[[ Records for the task, beginning ]]
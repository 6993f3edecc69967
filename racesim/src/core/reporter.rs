use crate::core::racer::ProgressEvent;
use flume::{Receiver, Sender};

#[derive(Debug, Clone, Copy, PartialEq, Eq, thiserror::Error)]
#[error("progress reporter closed")]
pub struct ReporterClosed;

/// ProgressReporter is the sink a racer pushes its events into. Every racer gets its own
/// channel, such that the coordinator sees each racer's events in emission order.
#[derive(Debug, Clone)]
pub struct ProgressReporter {
    tx: Sender<ProgressEvent>,
}

impl ProgressReporter {
    pub fn new(tx: Sender<ProgressEvent>) -> ProgressReporter {
        ProgressReporter { tx }
    }

    /// channel creates a reporter together with the receiving end for the coordinator.
    pub fn channel() -> (ProgressReporter, Receiver<ProgressEvent>) {
        let (tx, rx) = flume::unbounded();
        (ProgressReporter::new(tx), rx)
    }

    /// is_closed tells whether the receiving end is gone.
    pub fn is_closed(&self) -> bool {
        self.tx.is_disconnected()
    }

    pub fn report(&self, event: ProgressEvent) -> Result<(), ReporterClosed> {
        self.tx.send(event).map_err(|_| ReporterClosed)
    }
}
//! Chat-completions request and response types for vision input.

use serde::{Deserialize, Serialize};

/// Request body for the chat completions endpoint.
#[derive(Debug, Serialize)]
pub struct ChatCompletionRequest {
    pub model: String,
    pub messages: Vec<ChatMessage>,
    pub max_completion_tokens: u32,
}

/// A single chat message made of content parts.
#[derive(Debug, Serialize)]
pub struct ChatMessage {
    pub role: String,
    pub content: Vec<ContentPart>,
}

#[derive(Debug, Serialize)]
#[serde(tag = "type", rename_all = "snake_case")]
pub enum ContentPart {
    Text { text: String },
    ImageUrl { image_url: ImageUrl },
}

/// Images travel inline as a `data:` URL.
#[derive(Debug, Serialize)]
pub struct ImageUrl {
    pub url: String,
}

/// Response from chat completions endpoint.
#[derive(Debug, Deserialize)]
pub struct ChatCompletionResponse {
    #[serde(default)]
    pub choices: Vec<ChatChoice>,
}

#[derive(Debug, Deserialize)]
pub struct ChatChoice {
    pub message: ResponseMessage,
}

#[derive(Debug, Deserialize)]
pub struct ResponseMessage {
    #[serde(default)]
    pub content: Option<String>,
}

/// Error response from the API.
#[derive(Debug, Deserialize)]
pub struct ApiErrorResponse {
    pub error: ApiErrorDetail,
}

#[derive(Debug, Deserialize)]
pub struct ApiErrorDetail {
    pub message: String,
}

#[cfg(test)]
mod tests {
    use super::*;

    #[test]
    fn test_content_parts_are_tagged() {
        let request = ChatCompletionRequest {
            model: "gpt-4o-mini".to_string(),
            messages: vec![ChatMessage {
                role: "user".to_string(),
                content: vec![
                    ContentPart::Text { text: "Describe".to_string() },
                    ContentPart::ImageUrl { image_url: ImageUrl { url: "data:image/png;base64,AAAA".to_string() } },
                ],
            }],
            max_completion_tokens: 10,
        };

        let json = serde_json::to_value(&request).unwrap();
        assert_eq!(json["model"], "gpt-4o-mini");
        assert_eq!(json["max_completion_tokens"], 10);
        assert_eq!(json["messages"][0]["role"], "user");
        assert_eq!(json["messages"][0]["content"][0]["type"], "text");
        assert_eq!(json["messages"][0]["content"][0]["text"], "Describe");
        assert_eq!(json["messages"][0]["content"][1]["type"], "image_url");
        assert_eq!(json["messages"][0]["content"][1]["image_url"]["url"], "data:image/png;base64,AAAA");
    }

    #[test]
    fn test_response_deserialization() {
        let json = r#"{"id":"chatcmpl-1","choices":[{"index":0,"message":{"role":"assistant","content":"A cat."},"finish_reason":"length"}]}"#;
        let response: ChatCompletionResponse = serde_json::from_str(json).unwrap();
        assert_eq!(response.choices[0].message.content.as_deref(), Some("A cat."));
    }

    #[test]
    fn test_error_deserialization() {
        let json = r#"{"error":{"message":"Incorrect API key provided","type":"invalid_request_error","code":"invalid_api_key"}}"#;
        let response: ApiErrorResponse = serde_json::from_str(json).unwrap();
        assert_eq!(response.error.message, "Incorrect API key provided");
    }
}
[[ Records for the task, end ]]
--- What you will do ---
Word for word, write out each record shown above.

--- Output for this task ---
repository 6993f3edecc69967
filename racesim/src/core/reporter.rs
use crate::core::racer::ProgressEvent;
use flume::{Receiver, Sender};

#[derive(Debug, Clone, Copy, PartialEq, Eq, thiserror::Error)]
#[error("progress reporter closed")]
pub struct ReporterClosed;

/// ProgressReporter is the sink a racer pushes its events into. Every racer gets its own
/// channel, such that the coordinator sees each racer's events in emission order.
#[derive(Debug, Clone)]
pub struct ProgressReporter {
    tx: Sender<ProgressEvent>,
}

impl ProgressReporter {
    pub fn new(tx: Sender<ProgressEvent>) -> ProgressReporter {
        ProgressReporter { tx }
    }

    /// channel creates a reporter together with the receiving end for the coordinator.
    pub fn channel() -> (ProgressReporter, Receiver<ProgressEvent>) {
        let (tx, rx) = flume::unbounded();
        (ProgressReporter::new(tx), rx)
    }

    /// is_closed tells whether the receiving end is gone.
    pub fn is_closed(&self) -> bool {
        self.tx.is_disconnected()
    }

    pub fn report(&self, event: ProgressEvent) -> Result<(), ReporterClosed> {
        self.tx.send(event).map_err(|_| ReporterClosed)
    }
}
//! Chat-completions request and response types for vision input.

use serde::{Deserialize, Serialize};

/// Request body for the chat completions endpoint.
#[derive(Debug, Serialize)]
pub struct ChatCompletionRequest {
    pub model: String,
    pub messages: Vec<ChatMessage>,
    pub max_completion_tokens: u32,
}

/// A single chat message made of content parts.
#[derive(Debug, Serialize)]
pub struct ChatMessage {
    pub role: String,
    pub content: Vec<ContentPart>,
}

#[derive(Debug, Serialize)]
#[serde(tag = "type", rename_all = "snake_case")]
pub enum ContentPart {
    Text { text: String },
    ImageUrl { image_url: ImageUrl },
}

/// Images travel inline as a `data:` URL.
#[derive(Debug, Serialize)]
pub struct ImageUrl {
    pub url: String,
}

/// Response from chat completions endpoint.
#[derive(Debug, Deserialize)]
pub struct ChatCompletionResponse {
    #[serde(default)]
    pub choices: Vec<ChatChoice>,
}

#[derive(Debug, Deserialize)]
pub struct ChatChoice {
    pub message: ResponseMessage,
}

#[derive(Debug, Deserialize)]
pub struct ResponseMessage {
    #[serde(default)]
    pub content: Option<String>,
}

/// Error response from the API.
#[derive(Debug, Deserialize)]
pub struct ApiErrorResponse {
    pub error: ApiErrorDetail,
}

#[derive(Debug, Deserialize)]
pub struct ApiErrorDetail {
    pub message: String,
}

#[cfg(test)]
mod tests {
    use super::*;

    #[test]
    fn test_content_parts_are_tagged() {
        let request = ChatCompletionRequest {
            model: "gpt-4o-mini".to_string(),
            messages: vec![ChatMessage {
                role: "user".to_string(),
                content: vec![
                    ContentPart::Text { text: "Describe".to_string() },
                    ContentPart::ImageUrl { image_url: ImageUrl { url: "data:image/png;base64,AAAA".to_string() } },
                ],
            }],
            max_completion_tokens: 10,
        };

        let json = serde_json::to_value(&request).unwrap();
        assert_eq!(json["model"], "gpt-4o-mini");
        assert_eq!(json["max_completion_tokens"], 10);
        assert_eq!(json["messages"][0]["role"], "user");
        assert_eq!(json["messages"][0]["content"][0]["type"], "text");
        assert_eq!(json["messages"][0]["content"][0]["text"], "Describe");
        assert_eq!(json["messages"][0]["content"][1]["type"], "image_url");
        assert_eq!(json["messages"][0]["content"][1]["image_url"]["url"], "data:image/png;base64,AAAA");
    }

    #[test]
    fn test_response_deserialization() {
        let json = r#"{"id":"chatcmpl-1","choices":[{"index":0,"message":{"role":"assistant","content":"A cat."},"finish_reason":"length"}]}"#;
        let response: ChatCompletionResponse = serde_json::from_str(json).unwrap();
        assert_eq!(response.choices[0].message.content.as_deref(), Some("A cat."));
    }

    #[test]
    fn test_error_deserialization() {
        let json = r#"{"error":{"message":"Incorrect API key provided","type":"invalid_request_error","code":"invalid_api_key"}}"#;
        let response: ApiErrorResponse = serde_json::from_str(json).unwrap();
        assert_eq!(response.error.message, "Incorrect API key provided");
    }
}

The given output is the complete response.